## DESCRIPTION OF THE TASK
Reproduce each record exactly.

★ ★ ★ ★ ★

use glam::DVec2;
use serde::{Deserialize, Serialize};
use std::f64::consts::{FRAC_PI_2, FRAC_PI_4, TAU};

/// Map centre used for the China dataset
pub const DEFAULT_CENTER: (f64, f64) = (104.0, 37.5);

/// d3's default projection scale
pub const DEFAULT_SCALE: f64 = 961.0 / TAU;

/// Mercator refuses latitudes this close to the poles
const MAX_MERCATOR_LAT: f64 = 89.999;

#[derive(Debug, Clone, Copy, PartialEq, Eq, Default, Serialize, Deserialize, clap::ValueEnum)]
#[serde(rename_all = "lowercase")]
pub enum ProjectionKind {
    #[default]
    Mercator,
    Equirectangular,
}

/// Planar projection in d3 conventions: the centre lands on `translate`
/// and screen y grows southwards.
#[derive(Debug, Clone, Copy, PartialEq)]
pub struct Projection {
    pub kind: ProjectionKind,
    /// Centre (lon, lat) in degrees
    pub center: (f64, f64),
    pub scale: f64,
    pub translate: (f64, f64),
}

impl Projection {
    pub fn new(kind: ProjectionKind) -> Self {
        Self {
            kind,
            center: DEFAULT_CENTER,
            scale: DEFAULT_SCALE,
            translate: (0.0, 0.0),
        }
    }

    pub fn mercator() -> Self {
        Self::new(ProjectionKind::Mercator)
    }

    pub fn equirectangular() -> Self {
        Self::new(ProjectionKind::Equirectangular)
    }

    pub fn with_scale(mut self, scale: f64) -> Self {
        self.scale = scale;
        self
    }

    pub fn with_translate(mut self, x: f64, y: f64) -> Self {
        self.translate = (x, y);
        self
    }

    /// Forward raw projection of latitude (radians)
    #[inline]
    fn raw_y(&self, phi: f64) -> f64 {
        match self.kind {
            ProjectionKind::Mercator => (FRAC_PI_4 + phi / 2.0).tan().ln(),
            ProjectionKind::Equirectangular => phi,
        }
    }

    #[inline]
    fn inverse_raw_y(&self, y: f64) -> f64 {
        match self.kind {
            ProjectionKind::Mercator => 2.0 * y.exp().atan() - FRAC_PI_2,
            ProjectionKind::Equirectangular => y,
        }
    }

    /// Project (lon, lat) degrees to screen-style coordinates.
    /// Returns `None` for non-finite input or results.
    pub fn project(&self, lon: f64, lat: f64) -> Option<DVec2> {
        if !lon.is_finite() || !lat.is_finite() {
            return None;
        }
        if self.kind == ProjectionKind::Mercator && lat.abs() > MAX_MERCATOR_LAT {
            return None;
        }

        let lambda = (lon - self.center.0).to_radians();
        let y = self.raw_y(lat.to_radians()) - self.raw_y(self.center.1.to_radians());

        let p = DVec2::new(
            self.translate.0 + self.scale * lambda,
            self.translate.1 - self.scale * y,
        );
        p.is_finite().then_some(p)
    }

    /// Inverse of [`Projection::project`]
    pub fn unproject(&self, x: f64, y: f64) -> Option<(f64, f64)> {
        if self.scale == 0.0 {
            return None;
        }
        let lambda = (x - self.translate.0) / self.scale;
        let raw = self.raw_y(self.center.1.to_radians()) - (y - self.translate.1) / self.scale;

        let lon = self.center.0 + lambda.to_degrees();
        let lat = self.inverse_raw_y(raw).to_degrees();
        (lon.is_finite() && lat.is_finite()).then_some((lon, lat))
    }

    /// Map-plane coordinates (y pointing north) used by the scene
    pub fn to_plane(&self, lon: f64, lat: f64) -> Option<DVec2> {
        self.project(lon, lat).map(|p| DVec2::new(p.x, -p.y))
    }

    /// Inverse of [`Projection::to_plane`]
    pub fn from_plane(&self, p: DVec2) -> Option<(f64, f64)> {
        self.unproject(p.x, -p.y)
    }
}

impl Default for Projection {
    fn default() -> Self {
        Self::mercator()
    }
}

#[cfg(test)]
mod tests {
    use super::*;

    #[test]
    fn test_center_maps_to_translate() {
        let proj = Projection::mercator().with_translate(5.0, -3.0);
        let p = proj.project(104.0, 37.5).unwrap();
        assert!((p.x - 5.0).abs() < 1e-9);
        assert!((p.y + 3.0).abs() < 1e-9);
    }

    #[test]
    fn test_north_is_up_on_plane() {
        let proj = Projection::mercator();
        let beijing = proj.to_plane(116.4, 39.9).unwrap();
        let guangzhou = proj.to_plane(113.3, 23.1).unwrap();
        assert!(beijing.y > guangzhou.y);
        assert!(beijing.x > 0.0);
        // Screen y is the mirror of plane y
        assert!(proj.project(116.4, 39.9).unwrap().y < 0.0);
    }

    #[test]
    fn test_unproject_inverts() {
        for proj in [Projection::mercator(), Projection::equirectangular().with_scale(10.0)] {
            let p = proj.project(87.6, 43.8).unwrap();
            let (lon, lat) = proj.unproject(p.x, p.y).unwrap();
            assert!((lon - 87.6).abs() < 1e-9);
            assert!((lat - 43.8).abs() < 1e-9);
        }
    }

    #[test]
    fn test_rejects_bad_input() {
        let proj = Projection::mercator();
        assert!(proj.project(f64::NAN, 30.0).is_none());
        assert!(proj.project(100.0, 90.0).is_none());
        assert!(Projection::equirectangular().project(100.0, 90.0).is_some());
    }

    #[test]
    fn test_equirectangular_is_linear() {
        let proj = Projection::equirectangular().with_scale(1.0);
        let p = proj.project(105.0, 38.5).unwrap();
        assert!((p.x - 1f64.to_radians()).abs() < 1e-12);
        assert!((p.y + 1f64.to_radians()).abs() < 1e-12);
    }
}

★ ★ ★ ★ ★

## SOLUTION TO THE EXERCISE
use glam::DVec2;
use serde::{Deserialize, Serialize};
use std::f64::consts::{FRAC_PI_2, FRAC_PI_4, TAU};

/// Map centre used for the China dataset
pub const DEFAULT_CENTER: (f64, f64) = (104.0, 37.5);

/// d3's default projection scale
pub const DEFAULT_SCALE: f64 = 961.0 / TAU;

/// Mercator refuses latitudes this close to the poles
const MAX_MERCATOR_LAT: f64 = 89.999;

#[derive(Debug, Clone, Copy, PartialEq, Eq, Default, Serialize, Deserialize, clap::ValueEnum)]
#[serde(rename_all = "lowercase")]
pub enum ProjectionKind {
    #[default]
    Mercator,
    Equirectangular,
}

/// Planar projection in d3 conventions: the centre lands on `translate`
/// and screen y grows southwards.
#[derive(Debug, Clone, Copy, PartialEq)]
pub struct Projection {
    pub kind: ProjectionKind,
    /// Centre (lon, lat) in degrees
    pub center: (f64, f64),
    pub scale: f64,
    pub translate: (f64, f64),
}

impl Projection {
    pub fn new(kind: ProjectionKind) -> Self {
        Self {
            kind,
            center: DEFAULT_CENTER,
            scale: DEFAULT_SCALE,
            translate: (0.0, 0.0),
        }
    }

    pub fn mercator() -> Self {
        Self::new(ProjectionKind::Mercator)
    }

    pub fn equirectangular() -> Self {
        Self::new(ProjectionKind::Equirectangular)
    }

    pub fn with_scale(mut self, scale: f64) -> Self {
        self.scale = scale;
        self
    }

    pub fn with_translate(mut self, x: f64, y: f64) -> Self {
        self.translate = (x, y);
        self
    }

    /// Forward raw projection of latitude (radians)
    #[inline]
    fn raw_y(&self, phi: f64) -> f64 {
        match self.kind {
            ProjectionKind::Mercator => (FRAC_PI_4 + phi / 2.0).tan().ln(),
            ProjectionKind::Equirectangular => phi,
        }
    }

    #[inline]
    fn inverse_raw_y(&self, y: f64) -> f64 {
        match self.kind {
            ProjectionKind::Mercator => 2.0 * y.exp().atan() - FRAC_PI_2,
            ProjectionKind::Equirectangular => y,
        }
    }

    /// Project (lon, lat) degrees to screen-style coordinates.
    /// Returns `None` for non-finite input or results.
    pub fn project(&self, lon: f64, lat: f64) -> Option<DVec2> {
        if !lon.is_finite() || !lat.is_finite() {
            return None;
        }
        if self.kind == ProjectionKind::Mercator && lat.abs() > MAX_MERCATOR_LAT {
            return None;
        }

        let lambda = (lon - self.center.0).to_radians();
        let y = self.raw_y(lat.to_radians()) - self.raw_y(self.center.1.to_radians());

        let p = DVec2::new(
            self.translate.0 + self.scale * lambda,
            self.translate.1 - self.scale * y,
        );
        p.is_finite().then_some(p)
    }

    /// Inverse of [`Projection::project`]
    pub fn unproject(&self, x: f64, y: f64) -> Option<(f64, f64)> {
        if self.scale == 0.0 {
            return None;
        }
        let lambda = (x - self.translate.0) / self.scale;
        let raw = self.raw_y(self.center.1.to_radians()) - (y - self.translate.1) / self.scale;

        let lon = self.center.0 + lambda.to_degrees();
        let lat = self.inverse_raw_y(raw).to_degrees();
        (lon.is_finite() && lat.is_finite()).then_some((lon, lat))
    }

    /// Map-plane coordinates (y pointing north) used by the scene
    pub fn to_plane(&self, lon: f64, lat: f64) -> Option<DVec2> {
        self.project(lon, lat).map(|p| DVec2::new(p.x, -p.y))
    }

    /// Inverse of [`Projection::to_plane`]
    pub fn from_plane(&self, p: DVec2) -> Option<(f64, f64)> {
        self.unproject(p.x, -p.y)
    }
}

impl Default for Projection {
    fn default() -> Self {
        Self::mercator()
    }
}

#[cfg(test)]
mod tests {
    use super::*;

    #[test]
    fn test_center_maps_to_translate() {
        let proj = Projection::mercator().with_translate(5.0, -3.0);
        let p = proj.project(104.0, 37.5).unwrap();
        assert!((p.x - 5.0).abs() < 1e-9);
        assert!((p.y + 3.0).abs() < 1e-9);
    }

    #[test]
    fn test_north_is_up_on_plane() {
        let proj = Projection::mercator();
        let beijing = proj.to_plane(116.4, 39.9).unwrap();
        let guangzhou = proj.to_plane(113.3, 23.1).unwrap();
        assert!(beijing.y > guangzhou.y);
        assert!(beijing.x > 0.0);
        // Screen y is the mirror of plane y
        assert!(proj.project(116.4, 39.9).unwrap().y < 0.0);
    }

    #[test]
    fn test_unproject_inverts() {
        for proj in [Projection::mercator(), Projection::equirectangular().with_scale(10.0)] {
            let p = proj.project(87.6, 43.8).unwrap();
            let (lon, lat) = proj.unproject(p.x, p.y).unwrap();
            assert!((lon - 87.6).abs() < 1e-9);
            assert!((lat - 43.8).abs() < 1e-9);
        }
    }

    #[test]
    fn test_rejects_bad_input() {
        let proj = Projection::mercator();
        assert!(proj.project(f64::NAN, 30.0).is_none());
        assert!(proj.project(100.0, 90.0).is_none());
        assert!(Projection::equirectangular().project(100.0, 90.0).is_some());
    }

    #[test]
    fn test_equirectangular_is_linear() {
        let proj = Projection::equirectangular().with_scale(1.0);
        let p = proj.project(105.0, 38.5).unwrap();
        assert!((p.x - 1f64.to_radians()).abs() < 1e-12);
        assert!((p.y + 1f64.to_radians()).abs() < 1e-12);
    }
}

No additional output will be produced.